The purpose of this tutorial is to provide an introduction to the fundamental commands needed to set up, run, and analyze MD simulations in GROMACS. This tutorial assumes you have already correctly installed GROMACS. This tutorial was written using GROMACS 4.5.4.

Download and Prepare PDB File

Ubiquitin is a small and perfectly ordinary protein, making it ideal for an introductory tutorial. A crystal structure can be found at the PDB website under the accession code 1UBQ. Before proceeding to the next step, now is a good time to use your favorite text editor to check for a few things:

1.) Are crystal waters present in the PDB file? In the case of 1UBQ, there are many crystal waters. Ubiquitin is non-enzymatic, though, so the waters are not important for an active site mechanism, for example. It is a good idea to delete the waters now and allow the GROMACS solvation tool to fill them back in later.

2.) Are there any ligands or non-standard residues present in the PDB file? In the case of 1UBQ, there are no ligands or non-standard residues. Ligand preparation and inclusion is covered in another tutorial (MD Simulation: Protein-Ligand Complex). Without going into too much detail, non-standard residues are okay so long as the residue name and atom names conform to the corresponding entry in the residue topology file (.rtp) of the force field you choose.
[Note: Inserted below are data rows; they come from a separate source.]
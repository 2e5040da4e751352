use serde::Serialize;

#[derive(Debug, Clone, PartialEq, Eq, Serialize)]
pub struct CachedSummary {
    pub user_id: String,
    pub date: String,
    pub response: String,
}
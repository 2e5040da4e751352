use serde::{Deserialize, Serialize};
use time::Date;

use crate::dates;

pub const OTHER_CATEGORY: &str = "Other";

#[derive(Serialize)]
pub(crate) struct SandboxPublicTokenRequest<'a> {
    pub client_id: &'a str,
    pub secret: &'a str,
    pub institution_id: &'a str,
    pub initial_products: &'a [&'a str],
}

#[derive(Deserialize)]
pub(crate) struct SandboxPublicTokenResponse {
    #[serde(default)]
    pub public_token: Option<String>,
}

#[derive(Serialize)]
pub(crate) struct PublicTokenExchangeRequest<'a> {
    pub client_id: &'a str,
    pub secret: &'a str,
    pub public_token: &'a str,
}

#[derive(Deserialize)]
pub(crate) struct PublicTokenExchangeResponse {
    #[serde(default)]
    pub access_token: Option<String>,
}

#[derive(Serialize)]
pub(crate) struct TransactionsGetOptions {
    pub count: u32,
    pub offset: u32,
}

#[derive(Serialize)]
pub(crate) struct TransactionsGetRequest<'a> {
    pub client_id: &'a str,
    pub secret: &'a str,
    pub access_token: &'a str,
    pub start_date: String,
    pub end_date: String,
    pub options: TransactionsGetOptions,
}

#[derive(Deserialize)]
pub(crate) struct TransactionsGetResponse {
    #[serde(default)]
    pub transactions: Vec<RawTransaction>,
}

/// Provider record; every field may be null.
#[derive(Deserialize)]
pub(crate) struct RawTransaction {
    #[serde(default)]
    pub name: Option<String>,
    #[serde(default)]
    pub amount: Option<f64>,
    #[serde(default)]
    pub date: Option<String>,
    #[serde(default)]
    pub category: Option<Vec<String>>,
    #[serde(default)]
    pub merchant_name: Option<String>,
    #[serde(default)]
    pub logo_url: Option<String>,
    #[serde(default)]
    pub personal_finance_category: Option<FinanceCategory>,
    #[serde(default)]
    pub payment_channel: Option<String>,
}

#[derive(Debug, Clone, PartialEq, Serialize, Deserialize)]
pub struct FinanceCategory {
    #[serde(default)]
    pub confidence_level: Option<String>,
    #[serde(default)]
    pub detailed: Option<String>,
    #[serde(default)]
    pub primary: Option<String>,
    #[serde(default)]
    pub version: Option<String>,
}

#[derive(Debug, Clone, PartialEq, Serialize)]
pub struct Transaction {
    pub name: String,
    pub amount: f64,
    pub date: String,
    pub category: Option<Vec<String>>,
    pub merchant_name: Option<String>,
    pub logo_url: Option<String>,
    pub personal_finance_category: Option<FinanceCategory>,
    pub payment_channel: Option<String>,
}

impl From<RawTransaction> for Transaction {
    fn from(raw: RawTransaction) -> Self {
        Self {
            name: raw.name.unwrap_or_else(|| "Unknown".to_string()),
            amount: raw.amount.unwrap_or(0.0),
            date: raw.date.unwrap_or_default(),
            category: raw.category,
            merchant_name: raw.merchant_name,
            logo_url: raw.logo_url,
            personal_finance_category: raw.personal_finance_category,
            payment_channel: raw.payment_channel,
        }
    }
}

impl Transaction {
    pub fn new(name: &str, amount: f64, date: &str) -> Self {
        Self {
            name: name.to_string(),
            amount,
            date: date.to_string(),
            category: None,
            merchant_name: None,
            logo_url: None,
            personal_finance_category: None,
            payment_channel: None,
        }
    }

    pub fn with_primary_category(mut self, primary: &str) -> Self {
        self.personal_finance_category = Some(FinanceCategory {
            confidence_level: None,
            detailed: None,
            primary: Some(primary.to_string()),
            version: None,
        });
        self
    }

    pub fn parsed_date(&self) -> Option<Date> {
        dates::parse_date(&self.date)
    }

    /// Bucket used for category totals.
    pub fn primary_category(&self) -> &str {
        self.personal_finance_category
            .as_ref()
            .and_then(|c| c.primary.as_deref())
            .unwrap_or(OTHER_CATEGORY)
    }

    /// Label for a listing row; falls back to the legacy category path.
    pub fn category_label(&self) -> &str {
        self.personal_finance_category
            .as_ref()
            .and_then(|c| c.primary.as_deref())
            .or_else(|| self.category.as_ref().and_then(|c| c.first()).map(String::as_str))
            .unwrap_or(OTHER_CATEGORY)
    }

    pub fn display_name(&self) -> &str {
        self.merchant_name.as_deref().unwrap_or(&self.name)
    }
}
mod service;
mod store;
mod types;

pub use service::NoteService;
pub use store::{HttpNoteStore, NoteStore};
pub use types::{Note, NoteDraft};
mod list;
mod service;
mod store;
mod types;

pub use list::{group_by_date, TaskBoard, TaskListEntry};
pub use service::TaskService;
pub use store::{HttpTaskStore, TaskStore};
pub use types::{Task, TaskDraft, DEFAULT_USER};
3.) Are there any residues with missing atoms in the PDB file? In the case of 1UBQ, there are not. If there were, however, you would need to take extra preparation steps beforehand to fix the broken residues or, if they are at one of the protein termini, consider removing them from the file.

GROMACS Coordinate and Topology Files

The first step in MD simulation with GROMACS is to create GROMACS-compatible coordinate (.gro) and topology (.top) files. Strictly speaking, .pdb files are GROMACS-compatible, but we might as well convert to a .gro coordinate file to keep in line with the spirit of the tutorial. The command line execution looks like this:

pdb2gmx -f 1UBQ.pdb -o protein.gro -p -ignh -v

When prompted, choose '1' for the AMBER03 force field, and '1' again for the TIP3P water model. These selections are fine for this tutorial, but make sure you think very carefully about your choice before picking a force field in your research. You may ask yourself, should I use an all-atom force field or a united-atom force field? Is my force field selection compatible with lipids or small molecules that I want to use? Can I compare the results of simulations using my force field to other simulations I performed previously / found in the literature? etc.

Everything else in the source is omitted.